David Dark, author and religion professor at Belmont University, took Mary’s resolution one step further during our show. Aside from love and acceptance, he called on the city to challenge bigotry.
“My hoped for resolution is to love, specifically to show more courage, candor and conscience in our spaces in terms of advocacy and being an ally. I do think that often we play along to get along. We avoid conflict, and in truth, we coddle bigots instead of confronting bigotry,” he said.
When it comes to confronting bigotry, drag queen Veronika Electronika has a specific resolution for Nashville’s leadership.
“We need to have a clear voice from the mayor’s office, from all county officials, as well as the Metro Nashville Police Department (on a proposed state bill targeting drag shows).

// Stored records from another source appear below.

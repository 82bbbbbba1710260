//! Driving the external flamegraph renderer, one chunk at a time.
//!
//! Each chunk is fed to `<script> --width=<N>` on stdin and the renderer's
//! stdout becomes `<chunk>.svg`. A chunk that fails is recorded and skipped;
//! the remaining chunks are still rendered.

use crate::utils::config::{DEFAULT_FLAMEGRAPH_SCRIPT, DEFAULT_WIDTH};
use crate::utils::error::RenderError;
use crate::workspace::image_path_for;
use log::{debug, error, info};
use std::fs::{self, File};
use std::path::{Path, PathBuf};
use std::process::{Command, Stdio};

/// Renderer configuration
#[derive(Debug, Clone)]
pub struct FlamegraphConfig {
    pub script: PathBuf,
    pub width: usize,
}

impl Default for FlamegraphConfig {
    fn default() -> Self {
        Self {
            script: PathBuf::from(DEFAULT_FLAMEGRAPH_SCRIPT),
            width: DEFAULT_WIDTH,
        }
    }
}

impl FlamegraphConfig {
    pub fn new(script: impl Into<PathBuf>) -> Self {
        Self {
            script: script.into(),
            ..Self::default()
        }
    }

    pub fn with_width(mut self, width: usize) -> Self {
        self.width = width;
        self
    }

    fn width_arg(&self) -> String {
        format!("--width={}", self.width)
    }
}

/// A chunk whose render invocation failed
#[derive(Debug)]
pub struct ChunkFailure {
    pub chunk: PathBuf,
    pub error: RenderError,
}

/// Outcome of rendering every chunk
#[derive(Debug, Default)]
pub struct RenderReport {
    /// Images produced, in chunk order
    pub images: Vec<PathBuf>,
    pub failures: Vec<ChunkFailure>,
}

impl RenderReport {
    pub fn is_empty(&self) -> bool {
        self.images.is_empty()
    }

    pub fn summary(&self) -> String {
        format!("{} rendered, {} failed", self.images.len(), self.failures.len())
    }
}

/// Render every chunk in order, collecting failures instead of aborting
pub fn render_chunks(chunks: &[PathBuf], config: &FlamegraphConfig) -> RenderReport {
    let mut report = RenderReport::default();

    for (i, chunk) in chunks.iter().enumerate() {
        debug!("Rendering chunk {}/{}: {}", i + 1, chunks.len(), chunk.display());

        match render_chunk(chunk, config) {
            Ok(image) => report.images.push(image),
            Err(error) => {
                error!("Chunk {} failed: {}", chunk.display(), error);
                report.failures.push(ChunkFailure {
                    chunk: chunk.clone(),
                    error,
                });
            }
        }
    }

    info!("Rendering finished: {}", report.summary());
    report
}

/// Render one chunk to `<chunk>.svg`
///
/// On failure the partially written image is removed so only complete
/// images are left for the viewer.
pub fn render_chunk(chunk: &Path, config: &FlamegraphConfig) -> Result<PathBuf, RenderError> {
    let image = image_path_for(chunk);

    let result = run_renderer(chunk, &image, config);
    if result.is_err() && image.exists() {
        if let Err(e) = fs::remove_file(&image) {
            debug!("Could not remove partial image {}: {}", image.display(), e);
        }
    }

    result.map(|()| image)
}

fn run_renderer(chunk: &Path, image: &Path, config: &FlamegraphConfig) -> Result<(), RenderError> {
    let input = File::open(chunk).map_err(|source| RenderError::OpenChunk {
        chunk: chunk.to_path_buf(),
        source,
    })?;

    let output = File::create(image).map_err(|source| RenderError::CreateImage {
        image: image.to_path_buf(),
        source,
    })?;

    let status = Command::new(&config.script)
        .arg(config.width_arg())
        .stdin(Stdio::from(input))
        .stdout(Stdio::from(output))
        .status()
        .map_err(|source| RenderError::Spawn {
            script: config.script.clone(),
            source,
        })?;

    if !status.success() {
        return Err(RenderError::ExitStatus {
            chunk: chunk.to_path_buf(),
            status,
        });
    }

    Ok(())
}

#[cfg(test)]
mod tests {
    use super::*;
    use pretty_assertions::assert_eq;

    #[cfg(unix)]
    fn write_script(dir: &Path, body: &str) -> PathBuf {
        use std::os::unix::fs::PermissionsExt;

        let script = dir.join("flamegraph.pl");
        fs::write(&script, format!("#!/bin/sh\n{}\n", body)).unwrap();
        fs::set_permissions(&script, fs::Permissions::from_mode(0o755)).unwrap();
        script
    }

    #[test]
    fn test_width_arg() {
        let config = FlamegraphConfig::default().with_width(900);
        assert_eq!(config.width_arg(), "--width=900");
        assert_eq!(FlamegraphConfig::default().width_arg(), "--width=1600");
    }

    #[cfg(unix)]
    #[test]
    fn test_render_chunk_captures_stdout() {
        let temp_dir = tempfile::tempdir().unwrap();
        // Echo the width flag and the chunk contents into the "svg"
        let script = write_script(temp_dir.path(), r#"printf '<svg %s>' "$1"; cat; printf '</svg>'"#);
        let chunk = temp_dir.path().join("trace_part_aa");
        fs::write(&chunk, "main;foo 1\n").unwrap();

        let config = FlamegraphConfig::new(script).with_width(800);
        let image = render_chunk(&chunk, &config).unwrap();

        assert_eq!(image, temp_dir.path().join("trace_part_aa.svg"));
        assert_eq!(
            fs::read_to_string(&image).unwrap(),
            "<svg --width=800>main;foo 1\n</svg>"
        );
    }

    #[cfg(unix)]
    #[test]
    fn test_failed_chunk_does_not_stop_others() {
        let temp_dir = tempfile::tempdir().unwrap();
        let script = write_script(
            temp_dir.path(),
            r#"input=$(cat); case "$input" in *BROKEN*) echo partial; exit 3;; esac; echo '<svg/>'"#,
        );

        let chunks: Vec<PathBuf> = ["trace_part_aa", "trace_part_ab", "trace_part_ac"]
            .iter()
            .map(|name| temp_dir.path().join(name))
            .collect();
        fs::write(&chunks[0], "ok\n").unwrap();
        fs::write(&chunks[1], "BROKEN\n").unwrap();
        fs::write(&chunks[2], "ok\n").unwrap();

        let report = render_chunks(&chunks, &FlamegraphConfig::new(script));

        assert_eq!(
            report.images,
            vec![
                temp_dir.path().join("trace_part_aa.svg"),
                temp_dir.path().join("trace_part_ac.svg"),
            ]
        );
        assert_eq!(report.failures.len(), 1);
        assert_eq!(report.failures[0].chunk, chunks[1]);
        assert!(matches!(
            report.failures[0].error,
            RenderError::ExitStatus { .. }
        ));
        assert!(!temp_dir.path().join("trace_part_ab.svg").exists());
        assert_eq!(report.summary(), "2 rendered, 1 failed");
    }

    #[test]
    fn test_missing_renderer_is_per_chunk_error() {
        let temp_dir = tempfile::tempdir().unwrap();
        let chunk = temp_dir.path().join("trace_part_aa");
        fs::write(&chunk, "x").unwrap();

        let config = FlamegraphConfig::new(temp_dir.path().join("no-such-script.pl"));
        let result = render_chunk(&chunk, &config);

        assert!(matches!(result, Err(RenderError::Spawn { .. })));
        assert!(!temp_dir.path().join("trace_part_aa.svg").exists());
    }

    #[test]
    fn test_missing_chunk() {
        let temp_dir = tempfile::tempdir().unwrap();
        let result = render_chunk(
            &temp_dir.path().join("trace_part_zz"),
            &FlamegraphConfig::default(),
        );

        assert!(matches!(result, Err(RenderError::OpenChunk { .. })));
    }
}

If this does pass the state legislature, which it easily could, … the city leadership needs to make very clear that no matter what state regulation may or may not be passed, that they will support LGBTQ businesses and its citizens and entertainers to make sure that we are not improperly imprisoned,” she said.

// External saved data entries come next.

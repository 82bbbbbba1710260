use crate::flamegraph::FlamegraphConfig;
use crate::utils::error::ViewerError;
use crate::utils::config::{DEFAULT_LAUNCH_DELAY, DEFAULT_SPLITTER, DEFAULT_VIEWER};
use crate::utils::size::ChunkSize;
use std::path::PathBuf;
use std::time::Duration;

/// Arguments for the split command
///
/// **Public** - used by main.rs to construct from CLI args
#[derive(Debug, Clone)]
pub struct SplitArgs {
    /// Gzipped Xdebug trace to process
    pub trace_file: PathBuf,

    /// Maximum size of each chunk
    pub split_size: ChunkSize,

    /// Renderer script and width
    pub flamegraph: FlamegraphConfig,

    /// Program used to split the trace
    pub splitter: String,

    /// Viewer program; `None` skips opening images
    pub viewer: Option<String>,

    /// Pause between viewer launches
    pub launch_delay: Duration,

    /// Directory the workspace is created in
    pub output_root: PathBuf,
}

impl Default for SplitArgs {
    fn default() -> Self {
        Self {
            trace_file: PathBuf::new(),
            split_size: ChunkSize::default(),
            flamegraph: FlamegraphConfig::default(),
            splitter: DEFAULT_SPLITTER.to_string(),
            viewer: Some(DEFAULT_VIEWER.to_string()),
            launch_delay: DEFAULT_LAUNCH_DELAY,
            output_root: PathBuf::from("."),
        }
    }
}

/// What a completed run produced
#[derive(Debug)]
pub struct SplitOutcome {
    pub workspace: PathBuf,
    pub decompressed_bytes: u64,
    pub chunks: Vec<PathBuf>,
    pub images: Vec<PathBuf>,
    pub failed_chunks: Vec<PathBuf>,
    pub launched: Vec<PathBuf>,
    pub viewer_failures: Vec<ViewerError>,
}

Prioritizing people over tourists, business
Any local response to state legislation will depend on who is leading the city.
“For me, the most important resolution … is to elect an authentically progressive Metro Council,” said Nashville Scene columnist Nicole Williams, who closely follows the Metro Council. “I think in 2019 we heard a lot about how this Metro Council was supposed to be the most progressive council ever, but they’ve actually turned out to be one of the most pro-business, pro-police councils we’ve ever had in the history of Nashville.”
The mayor, vice mayor, five at-large Metro Council seats and Metro Council seats for Districts 1 to 35 will be up for election in August 2023.
The future of the Titans Stadium will continue to be a hot topic in 2023, and listener resolutions reflect how there is strong support for and against the stadium.
“Get the new stadium, improve transit, and straighten out Lower Broad,” wrote listener Bo Roberts.
Meanwhile, Carri Gervin shared, “Refuse to build a new stadium. Because that’s the last thing [the city] needs to spend money on.”
This Is Nashville guest, activist and author Phil Michal Thomas expressed concern about a proposal to fund the new stadium by raising hotel taxes, which the Metro Council passed in late December.
“When I when I heard that supposedly the Nashville taxpayers would not be paying for this, except for the tourists coming down there with the hotel tax, I’m thinking about the people that actually live here in the city that can’t afford apartments or homes, that are actually living in the hotels. It’s not fair for them,” he said.
Cecilia Prado, director of Workers Dignity, echoed similar sentiments.
“Nashville keeps giving handouts to corporations, to a fancy stadium, to private interests. At the same time, we completely lack the infrastructure that we need to take care of our people. We are lacking not just the investment in affordable housing, but even the patterns of investment are not centered in long-term affordability,” she said.
For 2023, Prado said she’d like to see the city prioritize the working class.